Bitcoin (BTC) and other altcoins started the new year on the up, with most cryptocurrencies climbing to multi-month highs. Aside from the spot market, the equity ETFs market is also dominated by BTC products, with the Valkyrie Bitcoin Miners ETF (WGMI) being the leading equity product in the market and up 40% in so far this year.
The Bitcoin Mining ETF is leading the market for traditional equity ETFs and leveraged equity ETFs, which is considered a rare occurrence. Bloomberg Senior ETF Analyst Eric Balchunas he pointed that the Bitcoin mining Valkyrie ETF is very “focused”, with investments in only 20 companies, including Argo Blockchain, Bitfarm and Intel, among other notable names.
The WGMI ETF debuted on the Nasdaq in February 2022, but did not directly invest in BTC. 80% of its net assets offer exposure through securities of companies that derive at least 50% of their income or profit from mining BTC. Valkyrie invests the remaining 20% in companies that have “a significant portion of their net assets” in Bitcoin.
The first approved Bitcoin ETF in the United States was the ProShares Bitcoin Strategy ETF, launched in October 2021, which tracked Bitcoin prices through futures contracts traded on the CME. The first ETF gained a lot of early market traction, seeing $1 billion in trading volume on its first day. This led many to believe that success would ultimately convince regulators to approve the first spot-market-based ETF in 2022. However, a prolonged bear market and an epidemic of bankruptcies turned the tables on cryptocurrency ETFs.

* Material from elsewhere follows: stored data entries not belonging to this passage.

//! Material names and the token sets derived from them.

use url::Url;

/// Lower-cased word tokens of a material name, de-duplicated in order.
///
/// Splits on anything that is not alphanumeric, so punctuation such as
/// `&`, `,` and `-` never becomes a token.
pub fn tokenize(material: &str) -> Vec<String> {
    let mut tokens: Vec<String> = Vec::new();
    for word in material
        .to_lowercase()
        .split(|c: char| !c.is_alphanumeric())
        .filter(|w| !w.is_empty())
    {
        if !tokens.iter().any(|t| t == word) {
            tokens.push(word.to_string());
        }
    }
    tokens
}

/// Tokens for a caller-supplied seed URL, taken from its path slug.
///
/// `https://dir.indiamart.com/impcat/slag-cement.html` yields
/// `["impcat", "slag", "cement"]`. Numeric pieces and file extensions
/// carry no meaning and are dropped.
pub fn seed_tokens(seed: &Url) -> Vec<String> {
    let mut words = Vec::new();
    for segment in seed.path_segments().into_iter().flatten() {
        let stem = match segment.rsplit_once('.') {
            Some((stem, ext)) if ext.chars().all(|c| c.is_ascii_alphabetic()) => stem,
            _ => segment,
        };
        for word in stem.split(['-', '_', '.', '+']) {
            if word.is_empty() || word.chars().all(|c| c.is_ascii_digit()) {
                continue;
            }
            words.push(word);
        }
    }
    tokenize(&words.join(" "))
}

/// Canonical index-style material classes.
pub const MATERIAL_CLASSES: &[&str] = &[
    "Stainless Steel bars & rods, including flats",
    "Ordinary Portland cement",
    "slag cement",
    "Pozzolana cement",
    "Steel structures",
    "Manufacture of cement, lime and plaster",
    "Mild Steel - Semi Finished Steel",
    "Mild Steel - Long Products",
    "Mild Steel - Flat products",
    "Mild Steel (MS) Blooms",
    "White cement",
    "Cement superfine",
    "Manufacture of articles of concrete, cement",
    "Cement blocks (concrete)",
    "Angles, Channels, Sections, steel",
    "Mild steel (MS) flats & sheets",
];

/// Retailer category names.
pub const RETAIL_CATEGORIES: &[&str] = &[
    "Cement",
    "OPC-53 Grade Cement",
    "PPC Cement",
    "Sand & Aggregates",
    "TMT Steel Bars",
    "Fe-500 Grade TMT Bars",
    "Fe-550 Grade TMT Bars",
    "TMT Binding Wire",
    "Rebar Couplers",
    "Bricks & Blocks",
    "Concrete Solid Blocks",
    "Flyash Bricks",
    "Autoclaved Aerated Concrete (AAC) Blocks",
    "Red Bricks",
    "Conduit Pipes and Fittings",
    "Wires and Cables",
    "CPVC Pipes and Fittings",
    "UPVC Pipes and Fittings",
    "SWR Pipes and Fittings",
    "Plywood",
    "Floor Tiles",
    "Wall Tiles",
    "Vitrified Tiles",
    "Granites",
    "Marbles",
    "RMC (Ready Mix Concrete)",
    "Roofing Solutions",
    "Construction Chemicals",
];

/// Both default lists merged, first occurrence wins.
pub fn default_materials() -> Vec<String> {
    let mut out: Vec<String> = Vec::new();
    for item in MATERIAL_CLASSES.iter().chain(RETAIL_CATEGORIES.iter()) {
        if !out.iter().any(|m| m.eq_ignore_ascii_case(item)) {
            out.push(item.to_string());
        }
    }
    out
}

#[cfg(test)]
mod tests {
    use super::*;

    #[test]
    fn test_tokenize() {
        assert_eq!(
            tokenize("Ordinary Portland cement"),
            vec!["ordinary", "portland", "cement"]
        );
        assert_eq!(
            tokenize("Stainless Steel bars & rods, including flats"),
            vec!["stainless", "steel", "bars", "rods", "including", "flats"]
        );
        assert_eq!(tokenize("Mild steel (MS) flats & sheets")[2], "ms");
        assert_eq!(tokenize("Cement cement CEMENT"), vec!["cement"]);
        assert!(tokenize("  & - ").is_empty());
    }

    #[test]
    fn test_seed_tokens() {
        let seed = Url::parse("https://dir.indiamart.com/impcat/slag-cement.html").unwrap();
        assert_eq!(seed_tokens(&seed), vec!["impcat", "slag", "cement"]);

        let seed = Url::parse("https://www.buildersmart.in/birla-white-cement-50kg-26711").unwrap();
        assert_eq!(seed_tokens(&seed), vec!["birla", "white", "cement", "50kg"]);
    }

    #[test]
    fn test_default_materials_deduplicated() {
        let all = default_materials();
        assert_eq!(all[0], "Stainless Steel bars & rods, including flats");
        let cement = all.iter().filter(|m| m.eq_ignore_ascii_case("cement")).count();
        assert_eq!(cement, 1);
        assert_eq!(all.len(), MATERIAL_CLASSES.len() + RETAIL_CATEGORIES.len());
    }
}
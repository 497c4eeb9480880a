//! Renderer abstraction for script-executing page loads.
//!
//! Defines the `Renderer` and `RenderContext` traits that abstract over
//! the browser engine (currently Chromium via chromiumoxide). The crawler
//! only ever sees a context; one is opened per crawl target and closed
//! when that target finishes.

pub mod chromium;

use anyhow::Result;
use async_trait::async_trait;
use serde::{Deserialize, Serialize};
use std::time::{Duration, Instant};

/// Poll interval while waiting for `document.body`.
const READY_POLL_MS: u64 = 100;

/// Result of navigating to a URL.
#[derive(Debug, Clone, Serialize, Deserialize)]
pub struct NavigationResult {
    /// The final URL after any redirects.
    pub final_url: String,
    /// HTTP status code, when the engine reports one.
    pub status: Option<u16>,
    /// Time taken to load the page in milliseconds.
    pub load_time_ms: u64,
}

/// Navigation exceeded its deadline.
///
/// Returned inside `anyhow::Error` so callers can tell a timeout apart
/// from other navigation failures with `downcast_ref`.
#[derive(Debug, thiserror::Error)]
#[error("navigation timed out after {0}ms")]
pub struct NavigationTimeout(pub u64);

/// A browser engine that can create rendering contexts.
#[async_trait]
pub trait Renderer: Send + Sync {
    /// Create a new browser context (tab).
    async fn new_context(&self) -> Result<Box<dyn RenderContext>>;
    /// Number of currently active contexts.
    fn active_contexts(&self) -> usize;
}

/// A single browser context (tab) for rendering pages.
#[async_trait]
pub trait RenderContext: Send + Sync {
    /// Navigate to a URL with a timeout.
    async fn navigate(&mut self, url: &str, timeout_ms: u64) -> Result<NavigationResult>;
    /// Execute JavaScript in the page context and return the result.
    async fn execute_js(&self, script: &str) -> Result<serde_json::Value>;
    /// Get the full page HTML.
    async fn get_html(&self) -> Result<String>;
    /// Close this context.
    async fn close(self: Box<Self>) -> Result<()>;

    /// Wait until `document.body` exists, up to `timeout_ms`.
    ///
    /// Returns `false` when the deadline passes first; the caller decides
    /// whether a body-less DOM is still worth reading.
    async fn wait_until_ready(&self, timeout_ms: u64) -> Result<bool> {
        let deadline = Instant::now() + Duration::from_millis(timeout_ms);
        loop {
            let ready = self
                .execute_js("document.body !== null")
                .await?
                .as_bool()
                .unwrap_or(false);
            if ready {
                return Ok(true);
            }
            if Instant::now() >= deadline {
                return Ok(false);
            }
            tokio::time::sleep(Duration::from_millis(READY_POLL_MS)).await;
        }
    }
}

/// A renderer that never produces a context.
///
/// Used when Chromium cannot be found or launched, so rendered crawls
/// fail per target with a clear reason instead of aborting the batch.
pub struct NoopRenderer {
    reason: String,
}

impl NoopRenderer {
    pub fn new(reason: impl Into<String>) -> Self {
        Self {
            reason: reason.into(),
        }
    }
}

#[async_trait]
impl Renderer for NoopRenderer {
    async fn new_context(&self) -> Result<Box<dyn RenderContext>> {
        Err(anyhow::anyhow!("browser not available: {}", self.reason))
    }
    fn active_contexts(&self) -> usize {
        0
    }
}

#[cfg(test)]
mod tests {
    use super::*;

    struct SlowBody {
        polls: std::sync::atomic::AtomicUsize,
    }

    #[async_trait]
    impl RenderContext for SlowBody {
        async fn navigate(&mut self, url: &str, _timeout_ms: u64) -> Result<NavigationResult> {
            Ok(NavigationResult {
                final_url: url.to_string(),
                status: None,
                load_time_ms: 0,
            })
        }
        async fn execute_js(&self, _script: &str) -> Result<serde_json::Value> {
            let n = self.polls.fetch_add(1, std::sync::atomic::Ordering::SeqCst);
            Ok(serde_json::Value::Bool(n >= 2))
        }
        async fn get_html(&self) -> Result<String> {
            Ok(String::new())
        }
        async fn close(self: Box<Self>) -> Result<()> {
            Ok(())
        }
    }

    #[tokio::test]
    async fn test_wait_until_ready_polls() {
        let ctx = SlowBody {
            polls: Default::default(),
        };
        assert!(ctx.wait_until_ready(5_000).await.unwrap());
        assert_eq!(ctx.polls.load(std::sync::atomic::Ordering::SeqCst), 3);
    }

    #[tokio::test]
    async fn test_noop_renderer_reports_reason() {
        let r = NoopRenderer::new("chromium not found");
        let err = match r.new_context().await {
            Ok(_) => panic!("noop renderer produced a context"),
            Err(e) => e,
        };
        assert!(err.to_string().contains("chromium not found"));
        assert_eq!(r.active_contexts(), 0);
    }

    #[test]
    fn test_navigation_timeout_downcast() {
        let err: anyhow::Error = NavigationTimeout(8000).into();
        assert_eq!(err.downcast_ref::<NavigationTimeout>().map(|t| t.0), Some(8000));
    }
}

Cryptocurrency-related ETFs became the two worst performing ETFs in Australia in 2022, and the same thing happened in the United States. According to ETF.com, the four worst-performing US ETFs in 2022 were related to cryptocurrencies.
Cryptocurrency ETFs were seen as the next big thing for the cryptocurrency industry to drive mass adoption. However, this was hampered by the prolonged bear market and several negative developments in 2022.